The King, who had struck me as very firm up to a certain moment, seemed towards the end to surrender himself entirely."

Here there is a void in my memory in Beaumont's account, which I will fill up from another conversation. I come to the scene of the abdication, which followed:

"During the interval, events and news growing worse and the panic increasing, Thiers had declared that already he was no longer possible (which was perhaps true), and that Barrot was scarcely so. He then disappeared--at least, I did not see him again during the last moments--which was very wrong of him, for although he declined the Ministry, he ought not, at so critical a juncture, to have abandoned the Princes, and he should have remained to advise them, although no longer their Minister. I was present at the final scene of the abdication.
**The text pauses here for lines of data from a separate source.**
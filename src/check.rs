//! Project validation.
//!
//! `packwright check` verifies that the layout resolution relies on is in
//! place and reports what a subsequent `resolve` would use: the manifest
//! state, the theme, and the discovered pages.

use crate::{
    config::ResolveError,
    entries, log, manifest,
    paths::ProjectPaths,
};
use anyhow::{Result, bail};

/// Validate the project layout and report the resolved theme.
pub fn check_project(paths: &ProjectPaths) -> Result<()> {
    log!("check"; "root {}", paths.root.display());

    if !paths.source.is_dir() {
        bail!(ResolveError::Validation(format!(
            "source directory not found: {}",
            paths.source.display()
        )));
    }

    let manifest = manifest::load(&paths.manifest);
    if let Some(name) = &manifest.name {
        log!("check"; "project {name}");
    }
    match manifest.theme() {
        Some(theme) => log!("theme"; "{theme}"),
        None => log!("theme"; "no theme declared"),
    }

    let entries = entries::discover(paths)?;
    if entries.is_empty() {
        log!("warn"; "no pages found under {}", paths.source.display());
    } else {
        log!("entries"; "found {} pages", entries.len());
    }

    log!("check"; "ok");
    Ok(())
}
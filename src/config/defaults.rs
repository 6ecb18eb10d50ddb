//! Default values for the emitted configuration.
//!
//! These functions back the `educe` defaults of the section structs.

// ============================================================================
// [output] Section Defaults
// ============================================================================

pub mod output {
    use std::path::PathBuf;

    pub fn path() -> PathBuf {
        "build".into()
    }

    pub fn public_path() -> String {
        "build".into()
    }

    pub fn filename() -> String {
        "[name].js".into()
    }

    pub fn chunk_filename() -> String {
        "[name].js".into()
    }
}

// ============================================================================
// [resolve] Section Defaults
// ============================================================================

pub mod resolve {
    pub fn extensions() -> Vec<String> {
        vec![".js".into(), ".jsx".into()]
    }
}

// ============================================================================
// [externals] Defaults
// ============================================================================

/// Runtime libraries the bundler leaves out of every bundle, mapped to the
/// globals they are expected to live under.
pub fn externals() -> std::collections::BTreeMap<String, String> {
    [
        ("react", "React"),
        ("react-dom", "ReactDOM"),
        ("moment", "moment"),
    ]
    .into_iter()
    .map(|(package, global)| (package.to_owned(), global.to_owned()))
    .collect()
}

// ============================================================================
// [optimization] Section Defaults
// ============================================================================

pub mod optimization {
    pub fn chunk_test() -> String {
        r"[\\/]node_modules[\\/]".into()
    }

    pub fn chunk_name() -> String {
        "vendor".into()
    }

    pub fn chunks() -> String {
        "all".into()
    }
}

// ============================================================================
// [devServer] Section Defaults
// ============================================================================

pub mod dev_server {
    use std::collections::BTreeMap;

    /// Permissive cross-origin headers for local development.
    pub fn headers() -> BTreeMap<String, String> {
        [
            ("Access-Control-Allow-Origin", "*"),
            ("Access-Control-Allow-Credentials", "true"),
        ]
        .into_iter()
        .map(|(name, value)| (name.to_owned(), value.to_owned()))
        .collect()
    }
}

// ============================================================================
// [plugins] Defaults
// ============================================================================

pub mod plugins {
    /// Compiled stylesheet bundle name template.
    pub fn css_filename() -> String {
        "[name].bundle.css".into()
    }

    /// Name pattern the production CSS optimizer is restricted to.
    pub fn css_asset_pattern() -> String {
        r"\.bundle\.css$".into()
    }
}
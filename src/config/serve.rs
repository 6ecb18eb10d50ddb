//! Development file-server section of the emitted configuration.
//!
//! Only attached in development mode. The server itself is run by the
//! bundler; this section just shapes it: permissive cross-origin headers
//! and reduced console verbosity.

use super::defaults;
use educe::Educe;
use serde::Serialize;
use std::collections::BTreeMap;

/// Development server settings.
#[derive(Debug, Clone, Educe, Serialize)]
#[educe(Default)]
pub struct DevServerConfig {
    /// Response headers added to every served asset.
    #[educe(Default = defaults::dev_server::headers())]
    pub headers: BTreeMap<String, String>,

    /// Console output reduction.
    pub stats: StatsConfig,
}

/// Which per-chunk details the dev server prints. Everything off keeps the
/// console output short.
#[derive(Debug, Clone, Default, Serialize)]
#[serde(rename_all = "camelCase")]
pub struct StatsConfig {
    pub chunks: bool,
    pub children: bool,
    pub modules: bool,
    pub chunk_modules: bool,
}

#[cfg(test)]
mod tests {
    use super::*;

    #[test]
    fn test_cors_headers_default() {
        let server = DevServerConfig::default();

        assert_eq!(server.headers["Access-Control-Allow-Origin"], "*");
        assert_eq!(server.headers["Access-Control-Allow-Credentials"], "true");
    }

    #[test]
    fn test_stats_all_quiet() {
        let stats = StatsConfig::default();

        assert!(!stats.chunks);
        assert!(!stats.children);
        assert!(!stats.modules);
        assert!(!stats.chunk_modules);
    }

    #[test]
    fn test_stats_serializes_camel_case() {
        let value = serde_json::to_value(DevServerConfig::default()).unwrap();
        assert_eq!(value["stats"]["chunkModules"], serde_json::json!(false));
    }
}
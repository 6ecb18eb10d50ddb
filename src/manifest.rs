//! Project manifest reading.
//!
//! The manifest (`package.json`) is read once at startup for the optional
//! theme package declaration:
//!
//! ```json
//! {
//!   "buildConfig": { "theme": "@corp/theme-storefront" }
//! }
//! ```
//!
//! A missing or malformed manifest never fails resolution. The degraded
//! outcome is always "no theme": the stylesheet pipeline is simply left
//! without its injection stage.

use crate::log;
use serde::Deserialize;
use std::{fs, io::ErrorKind, path::Path};

/// The subset of the manifest that resolution cares about.
///
/// Unknown fields are expected (the manifest belongs to the package
/// manager), so nothing is denied here.
#[derive(Debug, Clone, Default, Deserialize)]
pub struct ProjectManifest {
    /// Package name, reported by `check`.
    #[serde(default)]
    pub name: Option<String>,

    /// Build-tool section carrying the theme declaration.
    #[serde(default, rename = "buildConfig")]
    pub build_config: Option<BuildSection>,
}

/// The `buildConfig` object inside the manifest.
#[derive(Debug, Clone, Default, Deserialize)]
pub struct BuildSection {
    /// Theme package identifier, e.g. `@corp/theme-storefront`.
    #[serde(default)]
    pub theme: Option<String>,
}

impl ProjectManifest {
    /// Parse a manifest from its JSON text.
    pub fn from_str(content: &str) -> Result<Self, serde_json::Error> {
        serde_json::from_str(content)
    }

    /// The declared theme package, if any. Empty strings count as absent.
    pub fn theme(&self) -> Option<&str> {
        self.build_config
            .as_ref()
            .and_then(|section| section.theme.as_deref())
            .filter(|theme| !theme.is_empty())
    }
}

/// Read the manifest and resolve the theme package identifier.
///
/// Degrades to `None` on every anomaly: a missing file is silent, while an
/// unreadable or malformed manifest logs a warning with the expected shape.
/// This never aborts the build.
pub fn resolve_theme(manifest_path: &Path) -> Option<String> {
    let content = match fs::read_to_string(manifest_path) {
        Ok(content) => content,
        Err(err) if err.kind() == ErrorKind::NotFound => return None,
        Err(err) => {
            warn_degraded(manifest_path, &err.to_string());
            return None;
        }
    };

    match ProjectManifest::from_str(&content) {
        Ok(manifest) => manifest.theme().map(ToOwned::to_owned),
        Err(err) => {
            warn_degraded(manifest_path, &err.to_string());
            None
        }
    }
}

/// Load the full manifest for inspection (`check` command).
///
/// Same degradation rules as [`resolve_theme`]: anomalies produce a default
/// manifest, never an error.
pub fn load(manifest_path: &Path) -> ProjectManifest {
    let Ok(content) = fs::read_to_string(manifest_path) else {
        return ProjectManifest::default();
    };
    ProjectManifest::from_str(&content).unwrap_or_default()
}

/// Warn about a degraded manifest and show the expected shape.
fn warn_degraded(path: &Path, detail: &str) {
    log!("warn"; "cannot use manifest {}: {detail}", path.display());
    log!("warn"; "declare the theme package as\n  \"buildConfig\": {{\n    \"theme\": \"@scope/theme-package\"\n  }}");
}

// ============================================================================
// Tests
// ============================================================================

#[cfg(test)]
mod tests {
    use super::*;
    use std::io::Write;
    use tempfile::tempdir;

    fn write_manifest(dir: &Path, content: &str) -> std::path::PathBuf {
        let path = dir.join("package.json");
        let mut file = fs::File::create(&path).unwrap();
        file.write_all(content.as_bytes()).unwrap();
        path
    }

    #[test]
    fn test_theme_declared() {
        let dir = tempdir().unwrap();
        let path = write_manifest(
            dir.path(),
            r#"{
                "name": "storefront",
                "version": "1.0.0",
                "buildConfig": { "theme": "@corp/theme-storefront" }
            }"#,
        );

        assert_eq!(
            resolve_theme(&path).as_deref(),
            Some("@corp/theme-storefront")
        );
    }

    #[test]
    fn test_no_build_config_section() {
        let dir = tempdir().unwrap();
        let path = write_manifest(dir.path(), r#"{ "name": "storefront" }"#);

        assert_eq!(resolve_theme(&path), None);
    }

    #[test]
    fn test_build_config_without_theme() {
        let dir = tempdir().unwrap();
        let path = write_manifest(dir.path(), r#"{ "buildConfig": {} }"#);

        assert_eq!(resolve_theme(&path), None);
    }

    #[test]
    fn test_empty_theme_counts_as_absent() {
        let dir = tempdir().unwrap();
        let path = write_manifest(dir.path(), r#"{ "buildConfig": { "theme": "" } }"#);

        assert_eq!(resolve_theme(&path), None);
    }

    #[test]
    fn test_missing_manifest_is_silent_none() {
        let dir = tempdir().unwrap();
        assert_eq!(resolve_theme(&dir.path().join("package.json")), None);
    }

    #[test]
    fn test_malformed_manifest_degrades_to_none() {
        let dir = tempdir().unwrap();
        let path = write_manifest(dir.path(), r#"{ "buildConfig": { "theme": 42 "#);

        assert_eq!(resolve_theme(&path), None);
    }

    #[test]
    fn test_malformed_equals_missing() {
        // The degraded result must be indistinguishable from no manifest
        let dir = tempdir().unwrap();
        let malformed = write_manifest(dir.path(), "not json at all");

        assert_eq!(
            resolve_theme(&malformed),
            resolve_theme(&dir.path().join("absent.json"))
        );
    }

    #[test]
    fn test_unknown_fields_accepted() {
        let dir = tempdir().unwrap();
        let path = write_manifest(
            dir.path(),
            r#"{
                "name": "app",
                "dependencies": { "react": "^16.0.0" },
                "scripts": { "build": "bundler" },
                "buildConfig": { "theme": "@corp/theme-dark", "other": true }
            }"#,
        );

        assert_eq!(resolve_theme(&path).as_deref(), Some("@corp/theme-dark"));
    }

    #[test]
    fn test_load_full_manifest() {
        let dir = tempdir().unwrap();
        let path = write_manifest(dir.path(), r#"{ "name": "storefront" }"#);

        let manifest = load(&path);
        assert_eq!(manifest.name.as_deref(), Some("storefront"));
        assert!(manifest.theme().is_none());
    }

    #[test]
    fn test_load_missing_gives_default() {
        let dir = tempdir().unwrap();
        let manifest = load(&dir.path().join("package.json"));
        assert!(manifest.name.is_none());
    }
}
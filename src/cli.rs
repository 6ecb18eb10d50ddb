//! Command-line interface definitions.
//!
//! Defines all CLI arguments and subcommands using clap. The three
//! environment toggles can each be overridden from the command line; a flag
//! that is not given leaves the environment value in charge.

use clap::{Parser, Subcommand, ValueEnum};
use std::path::PathBuf;

/// Packwright configuration resolver CLI
#[derive(Parser, Debug, Clone)]
#[command(version, about, long_about = None, arg_required_else_help = true)]
pub struct Cli {
    /// Project root directory
    #[arg(long)]
    pub root: Option<PathBuf>,

    /// Source directory (relative to project root)
    #[arg(short, long, default_value = "src")]
    pub source: PathBuf,

    /// Manifest file name (default: package.json)
    #[arg(short = 'C', long, default_value = "package.json")]
    pub manifest: PathBuf,

    /// subcommands
    #[command(subcommand)]
    pub command: Commands,
}

/// Overrides for the environment toggles
#[derive(clap::Args, Debug, Clone)]
pub struct EnvArgs {
    /// Resolve in development mode (overrides DEV)
    #[arg(short, long, action = clap::ArgAction::Set, num_args = 0..=1, default_missing_value = "true", require_equals = false)]
    pub dev: Option<bool>,

    /// Inject the live-reload client into every entry (overrides LIVELOAD)
    #[arg(short, long, action = clap::ArgAction::Set, num_args = 0..=1, default_missing_value = "true", require_equals = false)]
    pub liveload: Option<bool>,

    /// Resolve only the named page (overrides SINGLE_PAGE)
    #[arg(long)]
    pub single_page: Option<String>,
}

/// Encoding of the emitted configuration
#[derive(ValueEnum, Debug, Clone, Copy, PartialEq, Eq, Default)]
pub enum EmitFormat {
    #[default]
    Json,
    Toml,
}

/// Available subcommands
#[derive(Subcommand, Debug, Clone)]
pub enum Commands {
    /// Resolve the bundler configuration and emit it
    Resolve {
        #[command(flatten)]
        env_args: EnvArgs,

        /// Output format
        #[arg(short, long, value_enum, default_value_t = EmitFormat::Json)]
        format: EmitFormat,

        /// Pretty-print JSON output
        #[arg(short, long)]
        pretty: bool,

        /// Write to a file instead of stdout
        #[arg(short, long)]
        out: Option<PathBuf>,
    },

    /// List discovered page entry points
    Entries,

    /// Validate the project layout and report the resolved theme
    Check,
}

#[allow(unused)]
impl Cli {
    pub const fn is_resolve(&self) -> bool {
        matches!(self.command, Commands::Resolve { .. })
    }
    pub const fn is_entries(&self) -> bool {
        matches!(self.command, Commands::Entries)
    }
    pub const fn is_check(&self) -> bool {
        matches!(self.command, Commands::Check)
    }
}
//! Resolution error types.

use std::path::PathBuf;
use thiserror::Error;

/// Errors surfaced by configuration resolution and emission.
#[derive(Debug, Error)]
pub enum ResolveError {
    #[error("IO error when writing `{0}`")]
    Io(PathBuf, #[source] std::io::Error),

    #[error("failed to scan source tree")]
    Scan(#[from] walkdir::Error),

    #[error("failed to encode configuration as JSON")]
    Json(#[from] serde_json::Error),

    #[error("failed to encode configuration as TOML")]
    Toml(#[from] toml::ser::Error),

    #[error("validation error: {0}")]
    Validation(String),
}

#[cfg(test)]
mod tests {
    use super::*;
    use std::io::{Error, ErrorKind};

    #[test]
    fn test_resolve_error_display() {
        let io_err = ResolveError::Io(
            PathBuf::from("bundler.json"),
            Error::new(ErrorKind::PermissionDenied, "denied"),
        );
        let display = format!("{io_err}");
        assert!(display.contains("IO error"));
        assert!(display.contains("bundler.json"));

        let validation = ResolveError::Validation("source tree missing".to_string());
        assert!(format!("{validation}").contains("source tree missing"));
    }
}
The Duc de Montpensier begged his father to write and urged him so eagerly that the King stopped and said, 'But look here, I can't write faster.'

The Queen was heroical and desperate: knowing that I had appeared opposed to the abdication at the Council, she took my hands and told me that such a piece of cowardice must not be allowed to be consummated, that we should defend ourselves, that she would let herself be killed, before the King's eyes, before they could reach him. The abdication was signed nevertheless, and the Duc de Nemours begged me to run and tell Marshal Gerard, who was at the further end of the Carrousel, that I had seen the King sign, so that he might announce officially to the people that the King had abdicated. I hastened there, and returned; all the rooms were empty. I went from room to room without meeting a soul. I went down into the garden; I there met Barrot, who had come over from the Ministry of the Interior, and was indulging in the same useless quest. The King had escaped by the main avenue; the Duchesse d'Orleans seemed to have gone by the underground passage to the water-side. No necessity had compelled them to leave the Chateau, which was then in perfect safety, and which was not invaded by the people until an hour after it had been abandoned. Barrot was determined at all costs to assist the Duchess. He hurriedly had horses prepared for her, the young Prince and ourselves, and wanted us to throw ourselves all together into the midst of the people--the only chance in fact, and a feeble one at that, that remained to us. Unable to rejoin the Duchess, we left for the Ministry of the Interior. You met us on the road; you know the rest."